Par Jean-Luc Ginder.

En ce mois d’août en France, malgré l’optimisme affiché par le gouvernement suite à un frémissement de croissance, on peine à déceler la moindre reprise à l’horizon…. D’après les derniers chiffres, la France pourrait même bientôt avoir besoin du soutien de la Banque européenne et cela peut être dès le mois d’octobre. Car en septembre, le gouvernement français devra établir son budget pour 2014 et là, il va falloir admettre cette vérité : le pays est au-dessus de 4% de déficit public par rapport au PIB. Il nous faut comprendre dès à présent que cela ne sera pas du goût des investisseurs qui pourront en toute évidence raviver la crise de la dette française, tout comme en Italie et en Espagne.

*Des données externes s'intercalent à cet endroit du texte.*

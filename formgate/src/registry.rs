//! Field registry.
//!
//! The registry is the context object handed to every input at construction.
//! Inputs call [`FormRegistry::register_field`] with their id, value source
//! and rules; the registry keeps the fields in registration order and derives
//! `errors` and form validity from them on every read.

use std::fmt;
use std::sync::atomic::{AtomicBool, Ordering};
use std::sync::{Arc, Mutex, RwLock};

use log::{debug, trace};

use crate::config::{FieldOptions, FormOptions};
use crate::dispatch::Dispatcher;
use crate::error::FormError;
use crate::field::Field;
use crate::rules::{Rules, validate_required};
use crate::signal::Subscription;
use crate::source::ValueSource;
use crate::value::FieldValue;

struct RegistryInner {
    options: FormOptions,
    dispatcher: Dispatcher,
    fields: RwLock<Vec<Field>>,
    subscriptions: Mutex<Vec<Subscription>>,
    open: AtomicBool,
}

/// Ordered collection of a form's fields.
///
/// Cheap to clone; clones share the same fields.
#[derive(Clone)]
pub struct FormRegistry {
    inner: Arc<RegistryInner>,
}

impl FormRegistry {
    pub fn new(options: FormOptions, dispatcher: Dispatcher) -> Self {
        Self {
            inner: Arc::new(RegistryInner {
                options,
                dispatcher,
                fields: RwLock::new(Vec::new()),
                subscriptions: Mutex::new(Vec::new()),
                open: AtomicBool::new(true),
            }),
        }
    }

    /// Register a field and start following its value source.
    ///
    /// The field starts `Unknown` with the source's current value. Every
    /// change from `source` updates the field's value and then, unless the
    /// on-blur rule suppresses it, validates (debounced or immediately per
    /// `options`).
    ///
    /// Fails if the id is taken or the form is already mounted.
    pub fn register_field(
        &self,
        id: impl Into<String>,
        source: &dyn ValueSource,
        rules: Rules,
        options: FieldOptions,
    ) -> Result<Field, FormError> {
        let id = id.into();

        if !self.inner.open.load(Ordering::SeqCst) {
            return Err(FormError::RegistrationClosed(id));
        }
        if self.field(&id).is_some() {
            return Err(FormError::DuplicateField(id));
        }

        let field = Field::new(id, rules, source.get());

        let target = field.clone();
        let dispatcher = self.inner.dispatcher.clone();
        let on_blur = self.inner.options.on_blur;
        let subscription = source.on_change(Box::new(move |value: &FieldValue| {
            on_value_change(&target, &dispatcher, on_blur, options, value);
        }));

        debug!(
            "Registered field '{}' (required: {}, {:?})",
            field.id(),
            field.is_required(),
            options
        );

        self.lock_subscriptions().push(subscription);
        match self.inner.fields.write() {
            Ok(mut fields) => fields.push(field.clone()),
            Err(poisoned) => poisoned.into_inner().push(field.clone()),
        }

        Ok(field)
    }

    /// All fields in registration order.
    pub fn fields(&self) -> Vec<Field> {
        self.inner
            .fields
            .read()
            .map(|fields| fields.clone())
            .unwrap_or_else(|poisoned| poisoned.into_inner().clone())
    }

    /// Look a field up by id.
    pub fn field(&self, id: &str) -> Option<Field> {
        self.fields().into_iter().find(|f| f.id() == id)
    }

    pub fn len(&self) -> usize {
        self.fields().len()
    }

    pub fn is_empty(&self) -> bool {
        self.len() == 0
    }

    /// Fields whose last validation failed, in registration order.
    pub fn errors(&self) -> Vec<Field> {
        self.fields()
            .into_iter()
            .filter(|f| f.validity().is_invalid())
            .collect()
    }

    /// Whether the form may submit.
    ///
    /// Stricter than "no errors": every required field must also pass the
    /// required check on its current value, validated or not.
    pub fn is_valid(&self) -> bool {
        let fields = self.fields();
        let no_errors = fields.iter().all(|f| !f.validity().is_invalid());
        let required_filled = fields
            .iter()
            .filter(|f| f.is_required())
            .all(|f| validate_required(f.value().sanitized()));

        no_errors && required_filled
    }

    pub fn options(&self) -> FormOptions {
        self.inner.options
    }

    pub fn dispatcher(&self) -> &Dispatcher {
        &self.inner.dispatcher
    }

    /// Stop accepting registrations. Called when the form mounts.
    pub(crate) fn close_registration(&self) {
        self.inner.open.store(false, Ordering::SeqCst);
    }

    pub fn is_open(&self) -> bool {
        self.inner.open.load(Ordering::SeqCst)
    }

    fn lock_subscriptions(&self) -> std::sync::MutexGuard<'_, Vec<Subscription>> {
        self.inner
            .subscriptions
            .lock()
            .unwrap_or_else(|p| p.into_inner())
    }
}

impl fmt::Debug for FormRegistry {
    fn fmt(&self, f: &mut fmt::Formatter<'_>) -> fmt::Result {
        f.debug_struct("FormRegistry")
            .field("options", &self.inner.options)
            .field("fields", &self.fields())
            .field("open", &self.is_open())
            .finish()
    }
}

fn on_value_change(
    field: &Field,
    dispatcher: &Dispatcher,
    on_blur: bool,
    options: FieldOptions,
    value: &FieldValue,
) {
    field.set_value(value.clone());

    // On-blur mode: no live feedback until the field has failed once.
    if on_blur && !options.override_on_blur && !field.validity().is_invalid() {
        trace!("Field '{}' changed; deferring validation to blur", field.id());
        return;
    }

    if options.use_debounce {
        dispatcher.validate_debounced(field, value.clone());
    } else {
        dispatcher.validate(field, value);
    }
}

En cette période estivale, nous rêvons encore sur notre nuage. Normal. Mais lorsque la réalité économique nous rattrapera, à la rentrée, il nous faudra admettre et comprendre que la récession est là, que le déficit public est plus élevé que prévu, et de surcroît, que les mesures prises depuis le début de l’année ne vont malheureusement pas dans le bon sens. Nous vivrons à la fin de cet été, l’inévitable, mais si prévisible crise de la rentrée, avec sa commune dégradation des marchés. Cette dégradation sera particulièrement violente cette année et il serait souhaitable de nous y préparer psychologiquement.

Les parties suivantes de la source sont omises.